The subcellular distribution of corticosterone and its metabolites in liver was studied 5, 30, and 90 min after injection of [1,2,6,7-³H]corticosterone in adult male and female rats that were adrenalectomized or hypophysectomized; 5 min after administration of isotope, the adrenalectomized male rats contained ten times as much labeled unconjugated corticosterone, 5α-dihydrocorticosterone, and 3α- and 3β,11β,21-trihydroxy-5α-pregnan-20-one in the nuclear fraction than the corresponding female rats. The metabolites of corticosterone in the soluble fraction of liver from adrenalectomized females occurred as about 90% steroid monosulfates and disulfates already 5 min after administration of isotope. In contrast, the soluble fraction of liver from males contained only 38% labeled monosulfate 5 min after injection of [1,2,6,7-³H]corticosterone. The individual labeled metabolites from the different subcellular fractions were identified by thin-layer and radio-gas chromatography. The major metabolites found in the female were mono-and disulfurylated 3α,11β,15,21-tetrahydroxy-5α-pregnan-20-one, 3α,15,21-trihydroxy-5α-pregnane-11,20-dione, and 3α,11β,21-trihydroxy-5α-pregnan-20-one. The predominant metabolites in the male were 5α-pregnane-3α(and 3β), 11β,20β,21-tetrol and 3β,11β,21-trihydroxy-5α-pregnan-20-one which mainly occurred as mono- and disulfates.
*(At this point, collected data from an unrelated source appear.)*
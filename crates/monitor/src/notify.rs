//! Outbound notification seam.

use std::path::Path;

use async_trait::async_trait;

/// Send alerts to one destination.
///
/// Fire-and-forget from the core's perspective: callers log delivery
/// failures and move on, they never retry here.
#[async_trait]
pub trait Notify: Send + Sync {
    /// Send a plain text message.
    async fn send_text(&self, text: &str) -> anyhow::Result<()>;

    /// Send an image with a caption.
    async fn send_photo(&self, photo: &Path, caption: &str) -> anyhow::Result<()>;
}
Hypophysectomized female rats showed a corticosterone metabolite pattern with almost no 15-hydroxylated metabolites but with large amounts of isomers of pregnane-3,11β,20β,21-tetrol, i.e., a "masculinized" pattern. It is concluded that hepatic intracellular metabolism and transport of corticosterone in vivo in rats are characterized by large sexual differences which are at least partly under hypophyseal control.